Kudeta Myanmar: Demokrasi Amblas, Kekuasaan Militer Kembali Menghantui

Selasa, 02 Februari 2021 | 08:15
Berger Paints via Intisari.ID

Ilustrasi - Bendera Myanmar

Sosok.ID - Myanmar saat ini tengah menghadapi kudeta militer.

Beberapa hari sebelum mengadakan sesi pertama Parlemen Myanmar yang baru terpilih, yang dijadwalkan minggu ini, tentara telah merebut kekuasaan dengan melakukan kudeta, menggulingkan pemerintah sipil.
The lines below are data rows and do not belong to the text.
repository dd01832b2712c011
//! Error types for loading area definitions and fetching observations.

use std::path::PathBuf;

use thiserror::Error;

/// Failure to build an area index from a GeoJSON source.
#[derive(Debug, Error)]
pub enum LoadError {
    #[error("failed to open GeoJSON {}: {source}", path.display())]
    Io {
        path: PathBuf,
        #[source]
        source: std::io::Error,
    },

    #[error("invalid GeoJSON: {0}")]
    Json(#[from] serde_json::Error),

    #[error("invalid GeoJSON (no features array)")]
    MissingFeatures,

    #[error("malformed geometry in feature {feature}: {reason}")]
    Malformed { feature: usize, reason: String },

    #[error("no suburb polygons loaded from GeoJSON")]
    NoAreas,
}

/// Failure while paging through the observation API.
///
/// Every variant aborts the fetch; pages already parsed are discarded.
#[derive(Debug, Error)]
pub enum FetchError {
    #[error("request failed: {0}")]
    Request(#[from] reqwest::Error),

    #[error("HTTP {status} for URL: {url}")]
    Status { status: u16, url: String },

    #[error("unparseable response body: {0}")]
    Parse(#[from] serde_json::Error),

    #[error("invalid request URL: {0}")]
    Url(#[from] url::ParseError),
}
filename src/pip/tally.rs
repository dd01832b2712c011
//! First-match assignment of observation points to areas, and per-area counts.

use hashbrown::HashMap;
use tracing::debug;

use super::geometry::Point;
use super::index::AreaIndex;

/// Observation counts keyed by area name
#[derive(Debug, Clone, Default, PartialEq, Eq)]
pub struct CountTable {
    counts: HashMap<String, u64>,
}

/// Result of [`assign`]
#[derive(Debug, Clone, Default, PartialEq, Eq)]
pub struct Assignment {
    pub counts: CountTable,
    /// Points attributed to some area
    pub assigned: u64,
    /// Points offered for assignment
    pub total: u64,
}

impl Assignment {
    /// Points that fell outside every area
    pub fn unassigned(&self) -> u64 {
        self.total - self.assigned
    }
}

/// Leader of a count table
#[derive(Debug, Clone, PartialEq, Eq)]
pub enum TopArea {
    /// No area has a positive count
    Empty,
    Unique { name: String, count: u64 },
    /// Several areas share the highest count; names are sorted
    Tied { names: Vec<String>, count: u64 },
}

impl CountTable {
    pub fn new() -> Self {
        Self::default()
    }

    pub fn increment(&mut self, name: &str) {
        *self.counts.entry_ref(name).or_insert(0) += 1;
    }

    pub fn get(&self, name: &str) -> u64 {
        self.counts.get(name).copied().unwrap_or(0)
    }

    pub fn len(&self) -> usize {
        self.counts.len()
    }

    pub fn is_empty(&self) -> bool {
        self.counts.is_empty()
    }

    pub fn iter(&self) -> impl Iterator<Item = (&str, u64)> {
        self.counts.iter().map(|(name, count)| (name.as_str(), *count))
    }

    /// Rows sorted by count (highest first), then by name
    pub fn rows(&self) -> Vec<(&str, u64)> {
        let mut rows: Vec<(&str, u64)> = self.iter().collect();
        rows.sort_by(|a, b| b.1.cmp(&a.1).then_with(|| a.0.cmp(b.0)));
        rows
    }

    /// The area with the strictly greatest count, or the set tied for it
    pub fn top_area(&self) -> TopArea {
        let best = self.counts.values().copied().max().unwrap_or(0);
        if best == 0 {
            return TopArea::Empty;
        }

        let mut names: Vec<String> = self
            .counts
            .iter()
            .filter(|(_, count)| **count == best)
            .map(|(name, _)| name.clone())
            .collect();

        if names.len() == 1 {
            TopArea::Unique {
                name: names.remove(0),
                count: best,
            }
        } else {
            names.sort();
            TopArea::Tied { names, count: best }
        }
    }
}

/// Attribute each point to the first area (in stored order) that contains it.
///
/// Points outside every area are dropped and only show up in [`Assignment::unassigned`].
pub fn assign<I>(points: I, index: &AreaIndex) -> Assignment
where
    I: IntoIterator<Item = Point>,
{
    let mut result = Assignment::default();

    for point in points {
        result.total += 1;
        match index.first_containing(&point) {
            Some(area) => {
                result.counts.increment(area.name());
                result.assigned += 1;
            }
            None => debug!("Observation at ({}, {}) is outside every suburb", point.lon, point.lat),
        }
    }

    result
}
// Drives GeminiClient against a one-shot local HTTP listener.

use base64::{engine::general_purpose::STANDARD as B64, Engine as _};
use provador_lib::assets::ImageAsset;
use provador_lib::settings::{Settings, SettingsFile};
use provador_lib::{EditError, EncodedImage, GeminiClient, ImageEditor, SessionController};
use serde_json::{json, Value};
use tokio::io::{AsyncReadExt, AsyncWriteExt};
use tokio::net::TcpListener;
use tokio::task::JoinHandle;

fn settings_for(base_url: &str) -> Settings {
    let base_url = base_url.to_string();
    Settings::resolve(SettingsFile::default(), move |k: &str| match k {
        "GEMINI_API_KEY" => Some("test-key".to_string()),
        "GEMINI_MODEL" => Some("test-model".to_string()),
        "GEMINI_API_BASE_URL" => Some(base_url.clone()),
        _ => None,
    })
    .expect("settings")
}

fn header_end(buf: &[u8]) -> Option<usize> {
    buf.windows(4).position(|w| w == b"\r\n\r\n")
}

/// Accepts one connection, answers with `status` and `body`, and hands back
/// the raw request text.
async fn serve_once(status: &'static str, body: String) -> (String, JoinHandle<String>) {
    let listener = TcpListener::bind("127.0.0.1:0").await.expect("bind");
    let addr = listener.local_addr().expect("addr");

    let handle = tokio::spawn(async move {
        let (mut sock, _) = listener.accept().await.expect("accept");
        let mut buf = Vec::new();
        let mut chunk = [0u8; 8192];
        loop {
            let n = sock.read(&mut chunk).await.expect("read");
            if n == 0 {
                break;
            }
            buf.extend_from_slice(&chunk[..n]);
            if let Some(end) = header_end(&buf) {
                let head = String::from_utf8_lossy(&buf[..end]).to_ascii_lowercase();
                let len = head
                    .lines()
                    .find_map(|l| l.strip_prefix("content-length:"))
                    .and_then(|v| v.trim().parse::<usize>().ok())
                    .unwrap_or(0);
                if buf.len() >= end + 4 + len {
                    break;
                }
            }
        }
        let response = format!(
            "HTTP/1.1 {status}\r\ncontent-type: application/json\r\ncontent-length: {}\r\nconnection: close\r\n\r\n{body}",
            body.len()
        );
        sock.write_all(response.as_bytes()).await.expect("write");
        sock.shutdown().await.ok();
        String::from_utf8_lossy(&buf).into_owned()
    });

    (format!("http://{addr}"), handle)
}

fn request_body(raw: &str) -> Value {
    let start = raw.find("\r\n\r\n").expect("body separator") + 4;
    serde_json::from_str(&raw[start..]).expect("json body")
}

fn encoded(bytes: &[u8], mime: &str) -> EncodedImage {
    EncodedImage {
        data: B64.encode(bytes),
        mime_type: mime.to_string(),
    }
}

#[tokio::test]
async fn posts_parts_in_order_and_returns_image() {
    let result_bytes = b"\x89PNG\r\n\x1a\nedited".to_vec();
    let body = json!({
        "candidates": [{
            "content": { "parts": [
                { "text": "ok" },
                { "inlineData": { "mimeType": "image/png", "data": B64.encode(&result_bytes) } }
            ] },
            "finishReason": "STOP"
        }]
    })
    .to_string();
    let (base, server) = serve_once("200 OK", body).await;

    let client = GeminiClient::new(settings_for(&base));
    let person = encoded(b"person", "image/jpeg");
    let shirt = encoded(b"shirt", "image/png");
    let image = client
        .edit_image(&person, "Vista a camisa", Some(&shirt))
        .await
        .expect("edit");
    assert_eq!(image.decode().expect("decode"), result_bytes);

    let raw = server.await.expect("server");
    let head = raw.to_ascii_lowercase();
    assert!(head.starts_with("post /models/test-model:generatecontent http/1.1"));
    assert!(head.contains("x-goog-api-key: test-key"));

    let sent = request_body(&raw);
    let parts = sent["contents"][0]["parts"].as_array().expect("parts");
    assert_eq!(parts.len(), 3);
    assert_eq!(parts[0]["inlineData"]["data"], person.data.as_str());
    assert_eq!(parts[1]["inlineData"]["data"], shirt.data.as_str());
    assert_eq!(parts[2]["text"], "Vista a camisa");
    assert_eq!(sent["generationConfig"]["responseModalities"], json!(["IMAGE"]));
}

#[tokio::test]
async fn blocked_prompt_is_classified() {
    let body = json!({ "promptFeedback": { "blockReason": "OTHER" } }).to_string();
    let (base, server) = serve_once("200 OK", body).await;

    let client = GeminiClient::new(settings_for(&base));
    let err = client
        .edit_image(&encoded(b"p", "image/png"), "x", None)
        .await
        .unwrap_err();
    match err {
        EditError::BlockedRequest { reason } => assert_eq!(reason, "OTHER"),
        other => panic!("unexpected {other:?}"),
    }
    server.await.expect("server");
}

#[tokio::test]
async fn error_status_becomes_service_error() {
    let body = json!({
        "error": { "code": 403, "message": "Permission denied", "status": "PERMISSION_DENIED" }
    })
    .to_string();
    let (base, server) = serve_once("403 Forbidden", body).await;

    let client = GeminiClient::new(settings_for(&base));
    let err = client
        .edit_image(&encoded(b"p", "image/png"), "x", None)
        .await
        .unwrap_err();
    match err {
        EditError::Service(msg) => {
            assert!(msg.contains("403"));
            assert!(msg.contains("Permission denied"));
        }
        other => panic!("unexpected {other:?}"),
    }
    server.await.expect("server");
}

#[tokio::test]
async fn unparseable_body_is_service_error() {
    let (base, server) = serve_once("200 OK", "not json".to_string()).await;

    let client = GeminiClient::new(settings_for(&base));
    let err = client
        .edit_image(&encoded(b"p", "image/png"), "x", None)
        .await
        .unwrap_err();
    match err {
        EditError::Service(msg) => assert!(msg.contains("parse")),
        other => panic!("unexpected {other:?}"),
    }
    server.await.expect("server");
}

#[tokio::test]
async fn unreachable_service_is_service_error() {
    let listener = TcpListener::bind("127.0.0.1:0").await.expect("bind");
    let addr = listener.local_addr().expect("addr");
    drop(listener);

    let client = GeminiClient::new(settings_for(&format!("http://{addr}")));
    let err = client
        .edit_image(&encoded(b"p", "image/png"), "x", None)
        .await
        .unwrap_err();
    assert!(matches!(err, EditError::Service(_)));
}

#[tokio::test]
async fn session_round_trips_file_bytes_through_the_service() -> anyhow::Result<()> {
    let dir = tempfile::tempdir()?;
    let photo = dir.path().join("eu.jpg");
    let photo_bytes = vec![0xFF, 0xD8, 0xFF, 0xE0, 1, 2, 3, 4];
    std::fs::write(&photo, &photo_bytes)?;

    let body = json!({
        "candidates": [{
            "content": { "parts": [ { "inlineData": { "mimeType": "image/png", "data": "ZWRpdGVk" } } ] },
            "finishReason": "STOP"
        }]
    })
    .to_string();
    let (base, server) = serve_once("200 OK", body).await;

    let session = SessionController::new(GeminiClient::new(settings_for(&base)));
    session.set_primary_image(ImageAsset::from_path(&photo)?);
    session.set_instruction("Mude a cor da blusa para azul royal");
    let result = session.submit().await.expect("not pending")?;
    assert_eq!(result.decode()?, b"edited");

    let sent = request_body(&server.await?);
    let parts = sent["contents"][0]["parts"].as_array().expect("parts");
    assert_eq!(parts.len(), 2);
    assert_eq!(parts[0]["inlineData"]["mimeType"], "image/jpeg");
    assert_eq!(B64.decode(parts[0]["inlineData"]["data"].as_str().unwrap_or(""))?, photo_bytes);
    assert_eq!(parts[1]["text"], "Mude a cor da blusa para azul royal");

    let view = session.snapshot();
    assert_eq!(view.result_image.as_deref(), Some("data:image/png;base64,ZWRpdGVk"));
    Ok(())
}
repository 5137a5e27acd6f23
fn main() {
    #[cfg(feature = "desktop")]
    tauri_build::build();
}
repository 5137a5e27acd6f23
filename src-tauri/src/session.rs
//! Session state for the try-on page and the controller that owns it.
//!
//! The controller is the only writer of [`SessionState`]. The page reads it
//! through [`SessionView`] snapshots returned by every mutation.

use serde::Serialize;
use std::sync::{Mutex, MutexGuard, PoisonError};
use tracing::{debug, info, instrument, warn};
use uuid::Uuid;

use crate::assets::{encode_asset, EncodedImage, ImageAsset};
use crate::error::{EditError, ErrorKind};
use crate::gemini::ImageEditor;
use crate::utils::now_iso;

pub const MISSING_INPUT_MESSAGE: &str =
    "Por favor, carregue uma imagem e insira um comando de edição.";

/// Filled in when a garment is selected and the user has not typed anything.
pub const DEFAULT_GARMENT_INSTRUCTION: &str = "Vista a pessoa da primeira imagem com a peça de roupa da segunda imagem, mantendo o rosto, a pose e o fundo originais.";

pub type EditResult = Result<EncodedImage, EditError>;

#[derive(Debug, Clone)]
pub enum Outcome {
    Image(EncodedImage),
    Failed { kind: ErrorKind, message: String },
}

#[derive(Debug, Default)]
pub struct SessionState {
    pub primary: Option<ImageAsset>,
    pub garment: Option<ImageAsset>,
    pub instruction: String,
    /// The instruction is the garment default, not user text.
    instruction_is_default: bool,
    pub pending: bool,
    pub outcome: Option<Outcome>,
    pub completed_at: Option<String>,
    /// Bumped whenever an image or the instruction changes; a submission
    /// whose inputs changed underneath it does not publish its result.
    generation: u64,
}

impl SessionState {
    fn clear_outcome(&mut self) {
        self.outcome = None;
        self.completed_at = None;
    }

    fn record(&mut self, result: &EditResult) {
        self.outcome = Some(match result {
            Ok(image) => Outcome::Image(image.clone()),
            Err(e) => Outcome::Failed {
                kind: e.kind(),
                message: e.user_message(),
            },
        });
        self.completed_at = Some(now_iso());
    }

    fn can_submit(&self) -> bool {
        !self.pending && self.primary.is_some() && !self.instruction.trim().is_empty()
    }
}

/// What the page renders.
#[derive(Debug, Clone, Serialize)]
pub struct SessionView {
    pub primary_preview: Option<String>,
    pub garment_preview: Option<String>,
    pub instruction: String,
    pub pending: bool,
    pub can_submit: bool,
    /// `data:` URL of the edited image.
    pub result_image: Option<String>,
    pub error: Option<String>,
    pub error_kind: Option<ErrorKind>,
    pub completed_at: Option<String>,
}

impl From<&SessionState> for SessionView {
    fn from(st: &SessionState) -> Self {
        let (result_image, error, error_kind) = match &st.outcome {
            Some(Outcome::Image(img)) => (Some(img.data_url()), None, None),
            Some(Outcome::Failed { kind, message }) => (None, Some(message.clone()), Some(*kind)),
            None => (None, None, None),
        };
        Self {
            primary_preview: st.primary.as_ref().and_then(ImageAsset::preview),
            garment_preview: st.garment.as_ref().and_then(ImageAsset::preview),
            instruction: st.instruction.clone(),
            pending: st.pending,
            can_submit: st.can_submit(),
            result_image,
            error,
            error_kind,
            completed_at: st.completed_at.clone(),
        }
    }
}

/// Clears `pending` when a submission ends, including when its future is
/// dropped or the editor panics.
struct PendingGuard<'a> {
    state: &'a Mutex<SessionState>,
}

impl Drop for PendingGuard<'_> {
    fn drop(&mut self) {
        let mut st = self.state.lock().unwrap_or_else(PoisonError::into_inner);
        st.pending = false;
    }
}

pub struct SessionController<E> {
    editor: E,
    state: Mutex<SessionState>,
}

impl<E: ImageEditor> SessionController<E> {
    pub fn new(editor: E) -> Self {
        Self {
            editor,
            state: Mutex::new(SessionState::default()),
        }
    }

    pub fn editor(&self) -> &E {
        &self.editor
    }

    fn lock(&self) -> MutexGuard<'_, SessionState> {
        self.state.lock().unwrap_or_else(PoisonError::into_inner)
    }

    pub fn snapshot(&self) -> SessionView {
        SessionView::from(&*self.lock())
    }

    /// Last successful edit, if the page is showing one.
    pub fn result_image(&self) -> Option<EncodedImage> {
        match &self.lock().outcome {
            Some(Outcome::Image(img)) => Some(img.clone()),
            _ => None,
        }
    }

    pub fn set_primary_image(&self, asset: ImageAsset) -> SessionView {
        let mut st = self.lock();
        debug!(mime_type = %asset.mime_type, "primary image selected");
        st.primary = Some(asset);
        st.generation += 1;
        st.clear_outcome();
        SessionView::from(&*st)
    }

    pub fn set_garment_image(&self, asset: ImageAsset) -> SessionView {
        let mut st = self.lock();
        debug!(mime_type = %asset.mime_type, "garment image selected");
        st.garment = Some(asset);
        st.generation += 1;
        st.clear_outcome();
        if st.instruction.trim().is_empty() || st.instruction_is_default {
            st.instruction = DEFAULT_GARMENT_INSTRUCTION.to_string();
            st.instruction_is_default = true;
        }
        SessionView::from(&*st)
    }

    pub fn clear_garment_image(&self) -> SessionView {
        let mut st = self.lock();
        if st.garment.take().is_some() {
            st.generation += 1;
            st.clear_outcome();
        }
        if st.instruction_is_default {
            st.instruction.clear();
            st.instruction_is_default = false;
        }
        SessionView::from(&*st)
    }

    pub fn set_instruction(&self, text: impl Into<String>) -> SessionView {
        let mut st = self.lock();
        let text = text.into();
        if text != st.instruction {
            st.generation += 1;
        }
        st.instruction = text;
        st.instruction_is_default = st.instruction == DEFAULT_GARMENT_INSTRUCTION;
        SessionView::from(&*st)
    }

    /// Runs one edit. Returns `None` without touching state when another
    /// submission is still pending.
    #[instrument(skip(self), fields(submission = %Uuid::new_v4()))]
    pub async fn submit(&self) -> Option<EditResult> {
        let (primary, garment, instruction, generation) = {
            let mut st = self.lock();
            if st.pending {
                debug!("submit ignored, a submission is already pending");
                return None;
            }
            let primary = match (&st.primary, st.instruction.trim().is_empty()) {
                (Some(primary), false) => primary.clone(),
                _ => {
                    let result = Err(EditError::Validation(MISSING_INPUT_MESSAGE.to_string()));
                    st.record(&result);
                    return Some(result);
                }
            };
            st.pending = true;
            st.clear_outcome();
            (primary, st.garment.clone(), st.instruction.clone(), st.generation)
        };

        let _pending = PendingGuard { state: &self.state };

        info!(garment = garment.is_some(), "submitting edit");
        let result = self.run(&primary, &instruction, garment.as_ref()).await;

        let mut st = self.lock();
        st.pending = false;
        if st.generation == generation {
            st.record(&result);
        } else {
            warn!("inputs changed while pending, result discarded");
        }
        match &result {
            Ok(_) => info!("edit completed"),
            Err(e) => warn!(error = %e, "edit failed"),
        }
        Some(result)
    }

    async fn run(
        &self,
        primary: &ImageAsset,
        instruction: &str,
        garment: Option<&ImageAsset>,
    ) -> EditResult {
        let primary = encode_asset(primary).await?;
        let garment = match garment {
            Some(g) => Some(encode_asset(g).await?),
            None => None,
        };
        self.editor
            .edit_image(&primary, instruction, garment.as_ref())
            .await
    }
}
Hanya sekitar satu dekade sejak aturan junta militer dibubarkan di negara itu.

Dikutip dari Modern Diplomacy, Senin (1/2/2021), sebelumnya Myanmar memiliki sejarah pemerintahan militer selama hampir lima dekade.

Tentara Myanmar telah mengumumkan keadaan darurat selama satu tahun di negara itu, menyusul penahanan sembrono terhadap para pemimpin sipil terkemuka, termasuk Penasihat Negara Aung San Suu Kyi.

Baca Juga: Bukan Kudeta, Militer Myanmar Nyatakan Sedang Menyelamatkan Negara

Aung San Suu Kyi merupakan anggota Liga Nasional untuk Demokrasi (NLD) yang berkuasa, sebuah partai yang telah berkuasa di Myanmar sejak 2015.

Sementara Presiden Win Myint juga telah ditahan.

Latar belakang

Tentara membebaskan Aung San Suu Kyi, yang saat itu adalah aktivis pro-demokrasi, pada 2010 dari tahanan rumah yang hampir berusia dua dekade.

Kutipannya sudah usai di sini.